This is the truth.-The Cavaliers were impassioned and picturesque alike in their religion and their loyalty. They rather felt than reasoned, while their fidelity and self-devotion threw a halo, brilliant but delusive, around both courtly and ecclesiastical usurpations. The valour, piety, and erudition, of king Charles's chief adherents are unquestionable, yet all these combined,―nay, even the misfortunes of twelve generations of the royal and ill-fated house of Stuart, have done less, far less, to "keep their memories green" amongst us, than the magic pencils of Vandyke and Rubens, the wild wit of Butler, the stately eloquence of Clarendon, the soul-subduing minstrelsy of the Jacobites, and,-in our own day, the master-pieces of Sir Walter.

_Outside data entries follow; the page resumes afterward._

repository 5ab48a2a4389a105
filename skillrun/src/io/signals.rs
//! Cooperative interrupt flag driven by SIGINT/SIGTERM.
//!
//! The scheduler polls [`InterruptFlag`] at the start of each turn. A second
//! signal while a run is still winding down exits the process immediately.

use std::sync::atomic::{AtomicBool, Ordering};
use std::sync::{Arc, Mutex};
use std::thread;

use anyhow::{Context, Result};
use tracing::{info, warn};

use crate::exit_codes;

#[derive(Debug, Clone, Default)]
pub struct InterruptFlag {
    requested: Arc<AtomicBool>,
    signal_name: Arc<Mutex<Option<String>>>,
}

impl InterruptFlag {
    pub fn new() -> Self {
        Self::default()
    }

    /// Mark the run as interrupted. Returns `true` if it already was.
    pub fn request(&self, signal_name: &str) -> bool {
        if let Ok(mut name) = self.signal_name.lock() {
            name.get_or_insert_with(|| signal_name.to_string());
        }
        self.requested.swap(true, Ordering::SeqCst)
    }

    /// Forget an earlier request so the next run starts uninterrupted.
    pub fn clear(&self) {
        if let Ok(mut name) = self.signal_name.lock() {
            *name = None;
        }
        self.requested.store(false, Ordering::SeqCst);
    }

    pub fn is_requested(&self) -> bool {
        self.requested.load(Ordering::SeqCst)
    }

    pub fn signal_name(&self) -> Option<String> {
        self.signal_name.lock().ok().and_then(|name| name.clone())
    }
}

/// Spawn a listener thread that sets `flag` on SIGINT/SIGTERM.
pub fn install_signal_handlers(flag: &InterruptFlag) -> Result<()> {
    let runtime = tokio::runtime::Builder::new_current_thread()
        .enable_all()
        .build()
        .context("build signal runtime")?;
    let flag = flag.clone();
    thread::Builder::new()
        .name("skillrun-signals".to_string())
        .spawn(move || runtime.block_on(listen(flag)))
        .context("spawn signal listener")?;
    Ok(())
}

async fn listen(flag: InterruptFlag) {
    #[cfg(unix)]
    let mut terminate =
        match tokio::signal::unix::signal(tokio::signal::unix::SignalKind::terminate()) {
            Ok(stream) => Some(stream),
            Err(err) => {
                warn!(%err, "SIGTERM listener unavailable");
                None
            }
        };

    loop {
        #[cfg(unix)]
        let name = tokio::select! {
            result = tokio::signal::ctrl_c() => match result {
                Ok(()) => "SIGINT",
                Err(err) => {
                    warn!(%err, "SIGINT listener failed");
                    return;
                }
            },
            Some(()) = async {
                match terminate.as_mut() {
                    Some(stream) => stream.recv().await,
                    None => std::future::pending().await,
                }
            } => "SIGTERM",
        };
        #[cfg(not(unix))]
        let name = match tokio::signal::ctrl_c().await {
            Ok(()) => "SIGINT",
            Err(err) => {
                warn!(%err, "SIGINT listener failed");
                return;
            }
        };

        if flag.request(name) {
            warn!(signal = name, "second signal received, exiting");
            std::process::exit(exit_codes::INTERRUPTED);
        }
        info!(signal = name, "interrupt requested; stopping at next turn");
    }
}
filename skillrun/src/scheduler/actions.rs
//! Execution of one turn's planned actions.
//!
//! Actions run in order. The first failed step stops the turn, and so does
//! `finish`.

use std::path::PathBuf;
use std::time::Duration;

use anyhow::Result;
use serde_json::{Map, Value, json};
use tracing::{info, warn};

use crate::core::command::normalize_command;
use crate::core::payload::summarize_text;
use crate::core::types::{ActionStep, ActionType, StepExecutionResult, StepStatus};
use crate::io::events::EventType;
use crate::io::executor::{CommandExecution, CommandExecutor};
use crate::mcp::{ToolInfo, ToolManager};

use super::RunContext;

const STEP_SUMMARY_CHARS: usize = 400;
const ASK_USER_SKIPPED: &str = "Skipped ask_user in non-interactive mode";

/// Collaborators available to action steps.
pub(super) struct ActionEnv<'e> {
    pub executor: &'e dyn CommandExecutor,
    /// Tools advertised at connect time, used for argument validation.
    pub mcp_tools: &'e [ToolInfo],
    pub rg_available: bool,
}

#[derive(Debug, Default)]
pub(super) struct TurnExecution {
    pub results: Vec<StepExecutionResult>,
    /// A `finish` action executed.
    pub finished: bool,
}

fn step_result(
    step_id: &str,
    turn: u32,
    status: StepStatus,
    exit_code: i32,
    stdout: &str,
    stderr: &str,
) -> StepExecutionResult {
    StepExecutionResult {
        step_id: step_id.to_string(),
        turn_index: turn,
        exit_code,
        stdout_summary: summarize_text(stdout, STEP_SUMMARY_CHARS),
        stderr_summary: summarize_text(stderr, STEP_SUMMARY_CHARS),
        retry_count: 0,
        status,
        stdout_artifact: None,
        stderr_artifact: None,
    }
}

/// Run `actions` in order. Step ids are `step-<n>`, starting at 1.
pub(super) fn execute_actions<T: ToolManager + ?Sized>(
    ctx: &RunContext<'_>,
    env: &ActionEnv<'_>,
    mut tools: Option<&mut T>,
    turn: u32,
    actions: &[ActionStep],
) -> Result<TurnExecution> {
    let mut execution = TurnExecution::default();
    for (idx, action) in actions.iter().enumerate() {
        let step_id = format!("step-{}", idx + 1);
        let result = match action.action_type {
            ActionType::Finish => finish_step(ctx, turn, &step_id, action)?,
            ActionType::RunCommand => run_command_step(ctx, env, turn, &step_id, action)?,
            ActionType::CallSkill => call_skill_step(ctx, turn, &step_id, action)?,
            ActionType::McpCall => {
                mcp_call_step(ctx, env, tools.as_deref_mut(), turn, &step_id, action)?
            }
            ActionType::AskUser => {
                ctx.emit(
                    EventType::SkillStepExecuted,
                    json!({"step_id": step_id, "type": action.action_type.as_str(), "status": "skipped"}),
                )?;
                step_result(&step_id, turn, StepStatus::Skipped, 0, ASK_USER_SKIPPED, "")
            }
        };
        let failed = result.is_failed();
        execution.results.push(result);
        if action.action_type == ActionType::Finish {
            execution.finished = true;
            break;
        }
        if failed {
            break;
        }
    }
    Ok(execution)
}

fn finish_step(
    ctx: &RunContext<'_>,
    turn: u32,
    step_id: &str,
    action: &ActionStep,
) -> Result<StepExecutionResult> {
    let message = action.finish_message();
    let mut payload = json!({
        "step_id": step_id,
        "type": action.action_type.as_str(),
        "status": StepStatus::Success.as_str(),
    });
    if let (Some(message), Some(map)) = (message, payload.as_object_mut()) {
        map.insert("message".to_string(), json!(message));
    }
    ctx.emit(EventType::SkillStepExecuted, payload)?;
    Ok(step_result(
        step_id,
        turn,
        StepStatus::Success,
        0,
        message.unwrap_or_default(),
        "",
    ))
}

fn call_skill_step(
    ctx: &RunContext<'_>,
    turn: u32,
    step_id: &str,
    action: &ActionStep,
) -> Result<StepExecutionResult> {
    let target = action.param_str("skill_name").unwrap_or_default();
    let result = if target.is_empty() {
        step_result(step_id, turn, StepStatus::Failed, 1, "", "Missing skill_name")
    } else {
        step_result(
            step_id,
            turn,
            StepStatus::Success,
            0,
            &format!("Requested handoff to {target}"),
            "",
        )
    };
    ctx.emit(
        EventType::SkillStepExecuted,
        json!({
            "step_id": step_id,
            "type": action.action_type.as_str(),
            "status": result.status.as_str(),
            "target_skill": target,
        }),
    )?;
    Ok(result)
}

fn run_command_step(
    ctx: &RunContext<'_>,
    env: &ActionEnv<'_>,
    turn: u32,
    step_id: &str,
    action: &ActionStep,
) -> Result<StepExecutionResult> {
    let Some(command) = action.param_str("command") else {
        ctx.emit(
            EventType::SkillStepExecuted,
            json!({
                "step_id": step_id,
                "type": action.action_type.as_str(),
                "status": StepStatus::Failed.as_str(),
                "reason": "missing_command",
            }),
        )?;
        return Ok(step_result(step_id, turn, StepStatus::Failed, 1, "", "Missing command"));
    };

    let command = normalize_command(command, env.rg_available);
    let mut execution = env.executor.run(&command);
    let mut retry_count = 0;
    if !execution.succeeded() && ctx.config.runtime.on_step_failure.retries_once() {
        retry_count = 1;
        info!(step_id, exit_code = execution.exit_code, "retrying failed command once");
        ctx.emit(
            EventType::StepRetryScheduled,
            json!({"step_id": step_id, "command": command, "retry_count": retry_count}),
        )?;
        execution = env.executor.run(&command);
    }
    let CommandExecution {
        exit_code,
        stdout,
        stderr,
        ..
    } = execution;

    let stdout_artifact = ctx
        .store
        .write_artifact(&format!("artifacts/turn_{turn}_{step_id}_stdout.txt"), &stdout)?;
    let stderr_artifact = if stderr.is_empty() {
        None
    } else {
        Some(
            ctx.store
                .write_artifact(&format!("artifacts/turn_{turn}_{step_id}_stderr.txt"), &stderr)?,
        )
    };
    let status = if exit_code == 0 {
        StepStatus::Success
    } else {
        warn!(step_id, exit_code, "command failed");
        StepStatus::Failed
    };
    let result = StepExecutionResult {
        retry_count,
        stdout_artifact: Some(stdout_artifact),
        stderr_artifact,
        ..step_result(step_id, turn, status, exit_code, &stdout, &stderr)
    };
    ctx.emit(
        EventType::SkillStepExecuted,
        json!({
            "step_id": step_id,
            "type": action.action_type.as_str(),
            "command": command,
            "status": status.as_str(),
            "exit_code": exit_code,
            "stdout": result.stdout_summary,
            "stderr": result.stderr_summary,
            "stdout_artifact": result.stdout_artifact,
            "stderr_artifact": result.stderr_artifact,
            "retry_count": retry_count,
        }),
    )?;
    Ok(result)
}

/// Why an `mcp_call` step cannot be dispatched, if it cannot.
fn mcp_precheck(
    tool_name: &str,
    arguments: Option<&Value>,
    available: bool,
    tools: &[ToolInfo],
) -> Result<Map<String, Value>, String> {
    if tool_name.is_empty() {
        return Err("missing_tool_name".to_string());
    }
    if !available {
        return Err("mcp_not_available".to_string());
    }
    let arguments = match arguments {
        None | Some(Value::Null) => Map::new(),
        Some(Value::Object(map)) => map.clone(),
        Some(_) => return Err("arguments must be a JSON object".to_string()),
    };
    if let Some(tool) = tools.iter().find(|tool| tool.name == tool_name) {
        validate_arguments(&tool.input_schema, &arguments)?;
    }
    Ok(arguments)
}

fn validate_arguments(schema: &Value, arguments: &Map<String, Value>) -> Result<(), String> {
    if !schema.is_object() {
        return Ok(());
    }
    let validator = jsonschema::validator_for(schema)
        .map_err(|err| format!("invalid input schema: {err}"))?;
    let instance = Value::Object(arguments.clone());
    let errors: Vec<String> = validator
        .iter_errors(&instance)
        .map(|err| err.to_string())
        .collect();
    if errors.is_empty() {
        Ok(())
    } else {
        Err(format!("arguments do not match input schema: {}", errors.join("; ")))
    }
}

fn mcp_failure(
    ctx: &RunContext<'_>,
    turn: u32,
    step_id: &str,
    tool_name: &str,
    error: &str,
) -> Result<StepExecutionResult> {
    warn!(step_id, tool_name, error, "MCP call failed");
    ctx.emit(
        EventType::McpToolCallFailed,
        json!({"step_id": step_id, "tool_name": tool_name, "error": error}),
    )?;
    Ok(step_result(
        step_id,
        turn,
        StepStatus::Failed,
        1,
        "",
        &format!("MCP call failed: {error}"),
    ))
}

fn mcp_call_step<T: ToolManager + ?Sized>(
    ctx: &RunContext<'_>,
    env: &ActionEnv<'_>,
    tools: Option<&mut T>,
    turn: u32,
    step_id: &str,
    action: &ActionStep,
) -> Result<StepExecutionResult> {
    let tool_name = action.param_str("tool_name").unwrap_or_default();
    let arguments = match mcp_precheck(
        tool_name,
        action.params.get("arguments"),
        tools.is_some(),
        env.mcp_tools,
    ) {
        Ok(arguments) => arguments,
        Err(reason) => return mcp_failure(ctx, turn, step_id, tool_name, &reason),
    };
    let Some(tools) = tools else {
        return mcp_failure(ctx, turn, step_id, tool_name, "mcp_not_available");
    };

    ctx.emit(
        EventType::McpToolCallStarted,
        json!({
            "step_id": step_id,
            "tool_name": tool_name,
            "arguments_keys": arguments.keys().collect::<Vec<_>>(),
        }),
    )?;
    let timeout = Duration::from_secs(ctx.config.mcp.tool_call_timeout_secs);
    let outcome = match tools.call(tool_name, arguments, timeout) {
        Ok(outcome) => outcome,
        Err(err) => return mcp_failure(ctx, turn, step_id, tool_name, &format!("{err:#}")),
    };

    let artifact: PathBuf = ctx.store.write_artifact(
        &format!("artifacts/turn_{turn}_{step_id}_mcp_stdout.txt"),
        &outcome.raw_text,
    )?;
    let (status, exit_code, stderr) = if outcome.is_error {
        (StepStatus::Failed, 1, "MCP tool returned error")
    } else {
        (StepStatus::Success, 0, "")
    };
    ctx.emit(
        EventType::McpToolCallCompleted,
        json!({
            "step_id": step_id,
            "tool_name": tool_name,
            "server": outcome.server,
            "status": status.as_str(),
            "is_error": outcome.is_error,
            "stdout_artifact": artifact,
        }),
    )?;
    Ok(StepExecutionResult {
        stdout_artifact: Some(artifact),
        ..step_result(step_id, turn, status, exit_code, &outcome.raw_text, stderr)
    })
}

#[cfg(test)]
mod tests {
    use super::*;

    fn tool(schema: Value) -> ToolInfo {
        ToolInfo {
            server: "files".to_string(),
            name: "read_file".to_string(),
            description: "Read a file".to_string(),
            input_schema: schema,
        }
    }

    fn schema() -> Value {
        json!({
            "type": "object",
            "properties": {"path": {"type": "string"}},
            "required": ["path"]
        })
    }

    #[test]
    fn precheck_reports_missing_name_before_availability() {
        assert_eq!(
            mcp_precheck("", None, false, &[]),
            Err("missing_tool_name".to_string())
        );
        assert_eq!(
            mcp_precheck("read_file", None, false, &[]),
            Err("mcp_not_available".to_string())
        );
    }

    #[test]
    fn precheck_rejects_non_object_arguments() {
        let err = mcp_precheck("read_file", Some(&json!([1, 2])), true, &[]).expect_err("array");
        assert!(err.contains("JSON object"));
    }

    #[test]
    fn precheck_validates_against_advertised_schema() {
        let tools = [tool(schema())];
        let ok = mcp_precheck("read_file", Some(&json!({"path": "README.md"})), true, &tools)
            .expect("valid arguments");
        assert_eq!(ok.get("path"), Some(&json!("README.md")));

        let err = mcp_precheck("read_file", Some(&json!({"path": 3})), true, &tools)
            .expect_err("wrong type");
        assert!(err.starts_with("arguments do not match input schema"));

        let err = mcp_precheck("read_file", None, true, &tools).expect_err("missing path");
        assert!(err.contains("path"));
    }

    #[test]
    fn unknown_tools_skip_schema_validation() {
        let args = mcp_precheck("other", Some(&json!({"x": 1})), true, &[tool(schema())])
            .expect("no schema to check");
        assert_eq!(args.len(), 1);
    }

    #[test]
    fn step_summaries_are_clipped() {
        let long = "y".repeat(1000);
        let result = step_result("step-1", 1, StepStatus::Success, 0, &long, "");
        assert_eq!(result.stdout_summary.chars().count(), STEP_SUMMARY_CHARS);
        assert!(result.stdout_summary.ends_with("..."));
        assert!(result.stderr_summary.is_empty());
    }
}
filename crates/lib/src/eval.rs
//! Build script evaluation.
//!
//! Runs a `construct.lua` script and collects the build requests it declares.
//! Evaluation finishes completely before anything is planned or executed, so
//! the returned requests are plain values with no ties to the Lua runtime.

use std::cell::RefCell;
use std::path::{Path, PathBuf};
use std::rc::Rc;

use mlua::prelude::*;
use tracing::{debug, info};

use crate::build::BuildRequest;
use crate::lua::{Requests, runtime};
use crate::platform::Platform;

/// Errors that can occur during script evaluation.
#[derive(Debug, thiserror::Error)]
pub enum EvalError {
  /// Lua evaluation error.
  #[error("lua error: {0}")]
  Lua(#[from] LuaError),

  /// The host platform has no default construction variables.
  #[error("unsupported platform")]
  UnsupportedPlatform,

  #[error("cannot resolve build root for {}: {source}", path.display())]
  Root { path: PathBuf, source: std::io::Error },
}

/// The requests declared by one build script.
#[derive(Debug)]
pub struct Project {
  /// Directory containing the script. Sources and artifacts are relative to it.
  pub root: PathBuf,

  /// Build requests in declaration order.
  pub requests: Vec<BuildRequest>,
}

/// Evaluate a build script for the current platform.
///
/// # Errors
///
/// Returns [`EvalError::UnsupportedPlatform`] on hosts without platform
/// defaults, or [`EvalError::Lua`] if the script fails.
pub fn evaluate_script(path: &Path) -> Result<Project, EvalError> {
  let platform = Platform::current().ok_or(EvalError::UnsupportedPlatform)?;
  evaluate_script_for(path, platform)
}

/// Evaluate a build script as if running on `platform`.
pub fn evaluate_script_for(path: &Path, platform: Platform) -> Result<Project, EvalError> {
  let canonical = dunce::canonicalize(path).map_err(|source| EvalError::Root {
    path: path.to_path_buf(),
    source,
  })?;
  let root = canonical.parent().unwrap_or(Path::new(".")).to_path_buf();
  info!(script = %canonical.display(), platform = %platform.triple(), "evaluating build script");

  let requests: Requests = Rc::new(RefCell::new(Vec::new()));

  // lua holds clones of `requests` through the environment userdata; it must
  // be dropped before the list can be taken back
  {
    let lua = runtime::create_runtime(platform, requests.clone())?;
    runtime::load_file(&lua, &canonical)?;
  }

  let requests = match Rc::try_unwrap(requests) {
    Ok(cell) => cell.into_inner(),
    Err(shared) => shared.borrow().clone(),
  };
  debug!(count = requests.len(), "collected build requests");

  Ok(Project { root, requests })
}
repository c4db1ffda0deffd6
//! Shared utilities.

#[cfg(test)]
pub mod testutil;
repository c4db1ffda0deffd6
//! Running many builds.
//!
//! A run has two phases:
//! 1. Planning: every request is resolved and composed. Any error here stops
//!    the run before a single tool executes.
//! 2. Execution: planned builds run in parallel, bounded by
//!    [`ExecuteConfig::parallelism`]. With fail-fast enabled the first failure
//!    cancels everything still running or queued.
//!
//! Builds are independent of each other: each carries its own environment
//! snapshot and writes only its own artifact.

pub mod types;

use std::collections::{BTreeMap, HashMap};
use std::path::{Path, PathBuf};
use std::sync::Arc;
use std::time::Instant;

use tokio::sync::Semaphore;
use tokio::task::JoinSet;
use tracing::{debug, error, info, warn};

use crate::build::{self, BuildRequest, PlannedBuild, naming};

pub use types::{BuildFailure, ExecuteConfig, ExecuteError, RunResult};

/// Plan every request.
///
/// # Errors
///
/// Returns the first planning error, or [`ExecuteError::DuplicateTarget`] if
/// two requests derive the same artifact path.
pub fn plan_requests(requests: &[BuildRequest]) -> Result<Vec<PlannedBuild>, ExecuteError> {
  let mut seen: HashMap<PathBuf, PathBuf> = HashMap::new();
  let mut plans = Vec::with_capacity(requests.len());

  for request in requests {
    let planned = build::plan(request)?;
    if let Some(first) = seen.insert(naming::normalize(&planned.artifact), planned.source.clone()) {
      return Err(ExecuteError::DuplicateTarget {
        artifact: planned.artifact,
        first,
        second: planned.source,
      });
    }
    plans.push(planned);
  }

  debug!(count = plans.len(), "planned builds");
  Ok(plans)
}

/// Keep only the builds named by `targets`.
///
/// A target matches a build by artifact path or source path. No targets, or
/// the target `.`, selects everything.
///
/// # Errors
///
/// Returns [`ExecuteError::UnknownTarget`] for a target that matches nothing.
pub fn select_targets(plans: Vec<PlannedBuild>, targets: &[String]) -> Result<Vec<PlannedBuild>, ExecuteError> {
  if targets.is_empty() || targets.iter().any(|t| t == ".") {
    return Ok(plans);
  }

  let is_match = |planned: &PlannedBuild, target: &str| {
    let target = naming::normalize(Path::new(target));
    naming::normalize(&planned.artifact) == target || naming::normalize(&planned.source) == target
  };

  if let Some(unknown) = targets.iter().find(|t| !plans.iter().any(|p| is_match(p, t))) {
    return Err(ExecuteError::UnknownTarget(unknown.clone()));
  }

  Ok(
    plans
      .into_iter()
      .filter(|p| targets.iter().any(|t| is_match(p, t)))
      .collect(),
  )
}

/// Execute planned builds in `root`.
pub async fn execute(plans: Vec<PlannedBuild>, root: &Path, config: &ExecuteConfig) -> RunResult {
  let start = Instant::now();
  info!(build_count = plans.len(), parallelism = config.parallelism, "starting build execution");

  let semaphore = Arc::new(Semaphore::new(config.parallelism.max(1)));
  let mut pending: BTreeMap<usize, PlannedBuild> = plans.iter().cloned().enumerate().collect();
  let mut join_set = JoinSet::new();

  for (idx, planned) in plans.into_iter().enumerate() {
    let semaphore = semaphore.clone();
    let root = root.to_path_buf();

    join_set.spawn(async move {
      // Acquire semaphore permit inside the task
      let _permit = semaphore.acquire_owned().await.ok();
      (idx, build::execute::realize(planned, &root).await)
    });
  }

  let mut succeeded = BTreeMap::new();
  let mut failed = BTreeMap::new();
  let mut cancelling = false;

  while let Some(joined) = join_set.join_next().await {
    match joined {
      Ok((idx, Ok(build_result))) => {
        pending.remove(&idx);
        succeeded.insert(idx, build_result);
      }
      Ok((idx, Err(e))) => {
        if let Some(planned) = pending.remove(&idx) {
          error!(artifact = %planned.artifact.display(), error = %e, "build failed");
          failed.insert(idx, BuildFailure { planned, error: e });
        }
        if config.fail_fast && !cancelling {
          warn!(remaining = pending.len(), "cancelling outstanding builds");
          join_set.abort_all();
          cancelling = true;
        }
      }
      Err(e) if e.is_cancelled() => {}
      Err(e) => {
        // Task panicked; its build stays pending and is reported as cancelled
        error!(error = %e, "build task panicked");
      }
    }
  }

  let result = RunResult {
    succeeded: succeeded.into_values().collect(),
    failed: failed.into_values().collect(),
    cancelled: pending.into_values().collect(),
    elapsed: start.elapsed(),
  };

  info!(
    succeeded = result.succeeded.len(),
    failed = result.failed.len(),
    cancelled = result.cancelled.len(),
    "build execution complete"
  );

  result
}

/// Plan, select and execute in one step.
pub async fn run(
  requests: &[BuildRequest],
  targets: &[String],
  root: &Path,
  config: &ExecuteConfig,
) -> Result<RunResult, ExecuteError> {
  let plans = select_targets(plan_requests(requests)?, targets)?;
  Ok(execute(plans, root, config).await)
}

Against these and such-like influences, the very best informed amongst us, find it difficult to bear our reason strongly up ;-—and while keeping sympathy and compassion still alive, to keep them also, as they ever ought to be, subordinate to the love of truth and freedom. Prospero has waved his wand, the million bow before the spell of the enchanter, and clinging fondly to a mere illusion, believe,—if such a word be not too strong to characterize their unquestioning and unreasoning credulity,—that Charles I. was a martyr and an honest man, and Laud, a victim rather than a baffled persecutor.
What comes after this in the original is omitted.